Sustainable forest management in Michigan: Sharing the story

An immersive workshop experience to help K-12 teachers and other educators learn about Michigan’s rich forest resources

May 21, 2019 - Author: ,

Workshop participants will have an opportunity to meet and learn from forestry experts. | Photo by Georgia Peterson

According to the most recent USDA Forest Service inventory, Michigan boasts over 20 million acres of forest land. That’s over half of the state’s total land area. While that is a lot of land under tree cover, that statistic only tells a fraction of the whole forest story. A simple drive from southern Michigan shows that the proportion of the land in forest increases as you travel north. The kinds of forests also change noticeably, from wooded patches dominated by oaks, then sometimes dense, leafy maples, or light and fluttering clumps of aspens, or stately rows of red pines. This simple trip north easily reveals the diversity of these different forest types, thanks to a combination of geography, topography, climate, and active forest management practices.

Professional foresters manage a large proportion of these forests—both on public and private land—for more than timber products. After all, both Michiganders and visitors alike enjoy a range of benefits from this diverse forest resource. We depend on forests for game and nongame wildlife habitat, various recreational activities, aesthetic beauty, and multiple environmental benefits. While we typically cannot get all benefits from every forest at the same time, foresters can work toward management that offers different benefits in the same location. This strategy is often called multiple use management.

Managing for jack pine is a clear example of multiple use management. Jack pines are an important source of fiber for pulpwood. Young jack pine forests are also critical habitat for the rare Kirtland warbler. This means that forest managers can use jack pines for an important forest product, offer critical bird habitat, and create opportunities for recreation (via bird watching enthusiasts) on the same forest acreage.

basal-area
Enjoy fun hands-on activities in the north woods that teach basic forest management principles! | Photo by Georgia Peterson

How do foresters know how to plan for multiple uses? In what ways are trees harvested sustainably to maintain these benefits? How does a tree become a product that we can use in our everyday lives? What is a tree, anyway? And what makes a forest, a forest? All of these questions will be topics of discussion during the “Understanding Sustainable Forestry: A Workshop for Educators.” This week-long event is designed to give participants a unique opportunity to learn about and experience forest management activities in the woods.
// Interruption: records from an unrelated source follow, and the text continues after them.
mod common;

use actix_web::http::StatusCode;
use actix_web::{test, App};
use campaign_dashboard::user::manager::fetch_users;
use campaign_dashboard::{configure, AddedCampaignsBody, Campaign, CampaignListBody};
use serde_json::{json, Value};

use common::{test_state, test_users};

#[actix_web::test]
async fn lists_seeded_campaigns_in_order() {
    let state = test_state(vec![Some(test_users())]);
    fetch_users(&state).await.unwrap();
    let app = test::init_service(App::new().app_data(state.clone()).configure(configure)).await;

    let req = test::TestRequest::get().uri("/campaigns").to_request();
    let body: CampaignListBody = test::call_and_read_body_json(&app, req).await;

    let names: Vec<_> = body.campaigns.iter().map(|c| c.name.as_str()).collect();
    assert_eq!(
        names,
        vec![
            "Divavu",
            "Jaxspan",
            "Miboo",
            "Trilith",
            "Layo",
            "Photojam",
            "Blogtag",
            "Rhyzio",
            "Zoomcast",
            "Realbridge"
        ]
    );
    assert_eq!(body.title, "Campaigns");
    assert_eq!(body.subtitle, "Showing 10 campaigns");
    assert_eq!(body.empty_message, None);
    assert_eq!(body.users_error, None);

    let divavu = &body.campaigns[0];
    assert_eq!(divavu.start_date, "Sep 19, 2021");
    assert_eq!(divavu.end_date, "Mar 9, 2023");
    assert_eq!(divavu.budget, "$88,377.00");
    assert_eq!(divavu.user_name, "Clementine Bauch");

    let layo = &body.campaigns[4];
    assert_eq!(layo.user_name, "Unknown User");
}

#[actix_web::test]
async fn filters_by_name_and_start_date() {
    let state = test_state(vec![Some(test_users())]);
    let app = test::init_service(App::new().app_data(state.clone()).configure(configure)).await;

    let req = test::TestRequest::get()
        .uri("/campaigns?search=O&start_date=1%2F1%2F2021")
        .to_request();
    let body: CampaignListBody = test::call_and_read_body_json(&app, req).await;

    // names containing "o" that start in 2021 or later
    let names: Vec<_> = body.campaigns.iter().map(|c| c.name.as_str()).collect();
    assert_eq!(names, vec!["Miboo", "Zoomcast"]);
    assert_eq!(body.title, "Campaigns (2 of 10)");
    assert_eq!(body.subtitle, "Showing 2 campaigns");
}

#[actix_web::test]
async fn inverted_range_returns_nothing() {
    let state = test_state(vec![Some(test_users())]);
    let app = test::init_service(App::new().app_data(state.clone()).configure(configure)).await;

    let req = test::TestRequest::get()
        .uri("/campaigns?start_date=2023-01-01&end_date=2020-01-01")
        .to_request();
    let body: CampaignListBody = test::call_and_read_body_json(&app, req).await;

    assert!(body.campaigns.is_empty());
    assert_eq!(body.title, "Campaigns (0 of 10)");
    assert_eq!(
        body.empty_message.as_deref(),
        Some("No campaigns found matching your criteria.")
    );
}

#[actix_web::test]
async fn unreadable_filter_date_is_rejected() {
    let state = test_state(vec![Some(test_users())]);
    let app = test::init_service(App::new().app_data(state.clone()).configure(configure)).await;

    let req = test::TestRequest::get()
        .uri("/campaigns?end_date=whenever")
        .to_request();
    let resp = test::call_service(&app, req).await;

    assert_eq!(resp.status(), StatusCode::BAD_REQUEST);
    let body: Value = test::read_body_json(resp).await;
    assert_eq!(body["error_code"], "E4001004");
    assert_eq!(body["error_meta"]["field"], "end_date");
}

#[actix_web::test]
async fn create_campaign() {
    let state = test_state(vec![Some(test_users())]);
    let app = test::init_service(App::new().app_data(state.clone()).configure(configure)).await;

    let req = test::TestRequest::post()
        .uri("/campaigns")
        .set_json(json!({
            "name": "The Green Bean Brigade",
            "startDate": "2024-03-01",
            "endDate": "2024-06-30",
            "budget": 5000,
            "userId": 2
        }))
        .to_request();
    let campaign: Campaign = test::call_and_read_body_json(&app, req).await;

    assert_eq!(campaign.id, None);
    assert_eq!(campaign.name, "The Green Bean Brigade");
    assert_eq!(campaign.start_date, "03/01/2024");
    assert_eq!(campaign.end_date, "06/30/2024");

    let req = test::TestRequest::get()
        .uri("/campaigns?search=green")
        .to_request();
    let body: CampaignListBody = test::call_and_read_body_json(&app, req).await;
    assert_eq!(body.campaigns.len(), 1);
    assert_eq!(body.campaigns[0].budget, "$5,000.00");
    assert_eq!(body.campaigns[0].start_date, "Mar 1, 2024");
}

#[actix_web::test]
async fn invalid_campaign_reports_violations() {
    let state = test_state(vec![Some(test_users())]);
    let app = test::init_service(App::new().app_data(state.clone()).configure(configure)).await;

    let req = test::TestRequest::post()
        .uri("/campaigns")
        .set_json(json!({
            "name": "",
            "startDate": "6/1/2024",
            "endDate": "5/1/2024",
            "budget": 0
        }))
        .to_request();
    let resp = test::call_service(&app, req).await;

    assert_eq!(resp.status(), StatusCode::BAD_REQUEST);
    let body: Value = test::read_body_json(resp).await;
    assert_eq!(body["error_code"], "E4001003");
    assert_eq!(
        body["error_meta"]["violations"],
        json!([
            { "field": "name", "message": "Campaign name is required" },
            { "field": "budget", "message": "Budget must be greater than 0" },
            { "field": "endDate", "message": "End date must be after start date" }
        ])
    );
    assert_eq!(state.campaigns.read().await.campaigns().len(), 10);
}

#[actix_web::test]
async fn batch_appends_campaigns_in_order() {
    let state = test_state(vec![Some(test_users())]);
    let app = test::init_service(App::new().app_data(state.clone()).configure(configure)).await;

    let req = test::TestRequest::post()
        .uri("/campaigns/batch")
        .set_json(json!([
            {
                "id": "test-1",
                "name": "Test Campaign 1",
                "startDate": "2024-01-01",
                "endDate": "2024-12-31",
                "budget": 1000,
                "userId": 1
            },
            {
                "id": "test-2",
                "name": "Test Campaign 2",
                "startDate": "2024-02-01",
                "endDate": "2024-11-30",
                "budget": 2000,
                "userId": 2
            }
        ]))
        .to_request();
    let added: AddedCampaignsBody = test::call_and_read_body_json(&app, req).await;
    assert_eq!(added.added, 2);

    let req = test::TestRequest::get().uri("/campaigns").to_request();
    let body: CampaignListBody = test::call_and_read_body_json(&app, req).await;

    assert_eq!(body.campaigns.len(), 12);
    assert_eq!(body.campaigns[10].id.as_deref(), Some("test-1"));
    assert_eq!(body.campaigns[11].id.as_deref(), Some("test-2"));
}

#[actix_web::test]
async fn batch_requires_an_array() {
    let state = test_state(vec![Some(test_users())]);
    let app = test::init_service(App::new().app_data(state.clone()).configure(configure)).await;

    let req = test::TestRequest::post()
        .uri("/campaigns/batch")
        .set_json(json!({ "name": "Not a list" }))
        .to_request();
    let resp = test::call_service(&app, req).await;

    assert_eq!(resp.status(), StatusCode::BAD_REQUEST);
    let body: Value = test::read_body_json(resp).await;
    assert_eq!(body["error_code"], "E4001000");
    assert_eq!(state.campaigns.read().await.campaigns().len(), 10);
}

#[actix_web::test]
async fn unknown_path_is_not_found() {
    let state = test_state(vec![Some(test_users())]);
    let app = test::init_service(App::new().app_data(state.clone()).configure(configure)).await;

    let req = test::TestRequest::get().uri("/nowhere").to_request();
    let resp = test::call_service(&app, req).await;

    assert_eq!(resp.status(), StatusCode::NOT_FOUND);
    let body: Value = test::read_body_json(resp).await;
    assert_eq!(body["error_code"], "E4041000");
}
This event is especially structured toward K-12 teachers and informal educators, offering concepts and tools that can be incorporated into their own classrooms. For formal classroom teachers, 24 SCECH credits are available!

The “Understanding Sustainable Forestry” workshop is co-sponsored by the Michigan Forest Association and Michigan State University Extension. It will be held at the Ralph A. MacMullan Conference Center near Roscommon, MI from Monday, June 17 through Friday, June 21, 2019. Lodging, meals, and materials are included in the $150 non-refundable registration fee. Space is limited, however, so sign up today through the following online link: https://msu.co1.qualtrics.com/jfe/form/SV_bpI7DoFc9kfbetL, or by visiting the Michigan Forest Association website.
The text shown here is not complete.